Roman

Héloïse, ouille!

Héloïse, ouille! de Jean Teulé, Pocket

Pour résumer:

Île de la Cité, 1118. Théologien et dialecticien acclamé, Abélard était promis, aux dires de tous, aux honneurs de Rome. Chargé par le chanoine Fulbert de veiller à l’éducation de sa nièce, la moins candide qu’il n’y paraît Héloïse, le sage professeur prendra ses devoirs plus qu’à cœur – à corps, et à cris. Au programme : foin de grammaire ni de latin ! Rien de moins que l’amour, l’amour fol, absolu. Hors pair(e).

Ce que j’en pense:

Qui ne connaît pas l’histoire d’amour d’Héloïse et Abélard? Cette histoire d’amour interdite entre un magister et son élève au temps de la chanson de geste? Ce récit populaire et tragique nous est conté par Jean Teulé dans ce roman…décapant.

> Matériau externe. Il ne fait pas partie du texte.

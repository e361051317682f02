//! What an off-chain facilitator does between the two chains. Nothing here is trusted by the gateways: anchoring is
//! restricted to the reporter and every proof is checked against the anchored roots.

use alloy::primitives::{Address, B256};
use tracing::*;

use crate::{
    error::Result,
    ledger::Ledger,
    message::MessageBox,
    proof::AccountProof,
    token::UtilityToken,
};

/// Anchors the latest state root of `source` into `target`, unless it is already anchored. Returns the anchored
/// height.
pub fn relay_anchor<S: UtilityToken + Clone, T: UtilityToken + Clone>(
    source: &Ledger<S>,
    target: &mut Ledger<T>,
    reporter: Address,
) -> Result<u64> {
    let block_height = source.block_number();
    let state_root = source.block_root(block_height)?;
    if target.anchor().get(block_height) == Some(state_root) {
        debug!(block_height, "state root already anchored");
        return Ok(block_height);
    }
    target.anchor_state_root(reporter, block_height, state_root)?;
    Ok(block_height)
}

/// Proof of a message in the outbox of `source`, at `block_height`.
pub fn outbox_proof<T: UtilityToken + Clone>(
    source: &Ledger<T>,
    message_hash: B256,
    block_height: u64,
) -> Result<AccountProof> {
    source.message_proof(MessageBox::Outbox, message_hash, block_height)
}

/// Proof of a message in the inbox of `source`, at `block_height`.
pub fn inbox_proof<T: UtilityToken + Clone>(
    source: &Ledger<T>,
    message_hash: B256,
    block_height: u64,
) -> Result<AccountProof> {
    source.message_proof(MessageBox::Inbox, message_hash, block_height)
}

Car oui, Jean Teulé, c’est bien connu, ne fait pas les choses comme les autres. Le début du récit nous met de suite dans l’ambiance moyen-âgeuse et dès les premiers mots, on sent une pointe de coquinerie. L’auteur dépoussière l’histoire avec des scènes d’un érotisme à faire rougir la plus prude donzelle. Le vocabulaire imagé vient fleurir des situations où les corps s’entremêlent (et parfois pas que les corps…). Il faut dire que Jean Teulé a l’art de faire changer notre vision sur les…carottes…Ahem…

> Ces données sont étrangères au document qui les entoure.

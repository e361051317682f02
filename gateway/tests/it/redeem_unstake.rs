use gateway::{
    error::GatewayError,
    event::Event,
    message::{IntentKind, MessageBox, MessageStatus},
    token::{Eip20Token, TokenError},
};

use crate::{
    BENEFICIARY, BOUNTY, Bridge, COGATEWAY, FACILITATOR, INITIAL_NATIVE, INITIAL_VALUE, ORIGIN_GATEWAY, STAKE_VAULT,
    STAKER, STRANGER, UTILITY_TOKEN, VALUE_TOKEN,
};

fn total_supply(bridge: &Bridge) -> u128 {
    bridge
        .auxiliary
        .token(UTILITY_TOKEN)
        .unwrap()
        .total_supply()
}

#[test]
fn redeem_and_unstake_with_secret() {
    let mut bridge = Bridge::new(20);
    bridge.mint(1_000);
    assert_eq!(bridge.utility(BENEFICIARY), 1_000);

    let (intent, secret, hash) = bridge.redeem_and_confirm(400, 1, 20);
    assert_eq!(bridge.utility(BENEFICIARY), 600);
    assert_eq!(bridge.utility(COGATEWAY), 400);
    assert_eq!(bridge.auxiliary_native(FACILITATOR), INITIAL_NATIVE - BOUNTY);
    assert_eq!(bridge.origin.inbox_nonce(BENEFICIARY), 1);
    assert!(bridge.auxiliary.events().contains(&Event::RedeemIntentDeclared {
        message_hash: hash,
        intent
    }));

    bridge
        .cogateway
        .progress_redeem(&mut bridge.auxiliary, FACILITATOR, hash, secret)
        .unwrap();
    assert_eq!(bridge.utility(COGATEWAY), 0);
    assert_eq!(total_supply(&bridge), 600);
    assert_eq!(bridge.auxiliary_native(FACILITATOR), INITIAL_NATIVE);

    bridge
        .gateway
        .progress_unstake(&mut bridge.origin, FACILITATOR, hash, secret)
        .unwrap();
    assert_eq!(bridge.value(STAKER), INITIAL_VALUE - 1_000 + 380);
    assert_eq!(bridge.value(FACILITATOR), 20);
    assert_eq!(bridge.value(STAKE_VAULT), 600);
    assert_eq!(
        bridge.origin.message_status(MessageBox::Inbox, hash),
        MessageStatus::Progressed
    );
    assert!(matches!(
        bridge.origin.events().last(),
        Some(Event::UnstakeProgressed { unstaked: 380, reward: 20, .. })
    ));
}

#[test]
fn unstake_before_redeem_with_proofs() {
    let mut bridge = Bridge::new(21);
    bridge.mint(500);
    let (_, _, hash) = bridge.redeem_and_confirm(500, 0, 0);

    let proof = bridge.auxiliary_outbox_proof(hash);
    bridge
        .gateway
        .progress_unstake_with_proof(&mut bridge.origin, FACILITATOR, hash, &proof)
        .unwrap();
    assert_eq!(bridge.value(STAKER), INITIAL_VALUE);
    assert_eq!(bridge.value(STAKE_VAULT), 0);

    let proof = bridge.origin_inbox_proof(hash);
    bridge
        .cogateway
        .progress_redeem_with_proof(&mut bridge.auxiliary, STRANGER, hash, &proof)
        .unwrap();
    assert_eq!(total_supply(&bridge), 0);
    assert_eq!(bridge.auxiliary_native(STRANGER), BOUNTY);
    assert_eq!(
        bridge.auxiliary.message_status(MessageBox::Outbox, hash),
        MessageStatus::Progressed
    );
}

#[test]
fn redeem_validation() {
    let mut bridge = Bridge::new(22);
    bridge.mint(1_000);
    let height = bridge.auxiliary.block_number();

    let (intent, _) = bridge.redeem_intent(5_000, 0, 0);
    bridge.approve_redeem(5_000);
    assert_eq!(
        bridge
            .cogateway
            .redeem(&mut bridge.auxiliary, FACILITATOR, intent),
        Err(GatewayError::Token(TokenError::InsufficientBalance {
            account: BENEFICIARY,
            balance: 1_000,
            needed: 5_000
        }))
    );
    assert_eq!(
        bridge.cogateway.redeem(&mut bridge.auxiliary, STRANGER, intent),
        Err(GatewayError::Unauthorized)
    );

    assert_eq!(bridge.auxiliary.block_number(), height);
    assert_eq!(bridge.auxiliary.nonce(BENEFICIARY), 0);

    let (intent, _) = bridge.redeem_intent(1_000, 0, 0);
    let hash = bridge
        .cogateway
        .redeem(&mut bridge.auxiliary, FACILITATOR, intent)
        .unwrap();
    assert_eq!(
        hash,
        intent.message(IntentKind::Redeem, COGATEWAY).hash()
    );
    assert_eq!(bridge.utility(BENEFICIARY), 0);
}

#[test]
fn unstake_is_exactly_once() {
    let mut bridge = Bridge::new(23);
    bridge.mint(300);
    let (_, secret, hash) = bridge.redeem_and_confirm(300, 1, 1);

    bridge
        .gateway
        .progress_unstake(&mut bridge.origin, FACILITATOR, hash, secret)
        .unwrap();
    let vault = bridge.value(STAKE_VAULT);
    assert_eq!(
        bridge
            .gateway
            .progress_unstake(&mut bridge.origin, STRANGER, hash, secret),
        Err(GatewayError::AlreadyFinalized)
    );
    let proof = bridge.auxiliary_outbox_proof(hash);
    assert_eq!(
        bridge
            .gateway
            .progress_unstake_with_proof(&mut bridge.origin, STRANGER, hash, &proof),
        Err(GatewayError::AlreadyFinalized)
    );
    assert_eq!(bridge.value(STAKE_VAULT), vault);
    assert_eq!(bridge.value(STRANGER), 0);
}

#[test]
fn unstake_spends_the_vault_allowance() {
    let mut bridge = Bridge::new(24);
    bridge.mint(500);
    let (_, secret, hash) = bridge.redeem_and_confirm(500, 1, 10);

    bridge
        .origin
        .token_mut(VALUE_TOKEN)
        .unwrap()
        .approve(STAKE_VAULT, ORIGIN_GATEWAY, 100)
        .unwrap();
    assert_eq!(
        bridge
            .gateway
            .progress_unstake(&mut bridge.origin, FACILITATOR, hash, secret),
        Err(GatewayError::Token(TokenError::InsufficientAllowance {
            owner: STAKE_VAULT,
            spender: ORIGIN_GATEWAY,
            allowance: 100,
            needed: 490
        }))
    );
    assert_eq!(bridge.value(STAKE_VAULT), 500);

    bridge
        .origin
        .token_mut(VALUE_TOKEN)
        .unwrap()
        .approve(STAKE_VAULT, ORIGIN_GATEWAY, 500)
        .unwrap();
    bridge
        .gateway
        .progress_unstake(&mut bridge.origin, FACILITATOR, hash, secret)
        .unwrap();
    assert_eq!(bridge.value(STAKE_VAULT), 0);
    assert_eq!(
        bridge
            .origin
            .token(VALUE_TOKEN)
            .unwrap()
            .allowance(STAKE_VAULT, ORIGIN_GATEWAY),
        0
    );
}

Bref, sous ses airs polissons, ce récit épique nous livre un personnage féminin de haut vol. Héloïse qui avait tout d’une jeune femme vouée à la vie de maison, va se montrer courageuse et déterminée. C’est le chevalier de l’histoire, elle reste fidèle à elle même et gardera la tête haute quelle que soit la situation (bien que parfois elle est la tête en bas dans certaines scènes.). Et Abélard me direz- vous? Et bien, l’amoureux transi du début du récit perd rapidement de sa sublime pour enfiler son habit de couard qui cède à la facilité. Est- ce que j’ai été déçue par ce personnage? Oui!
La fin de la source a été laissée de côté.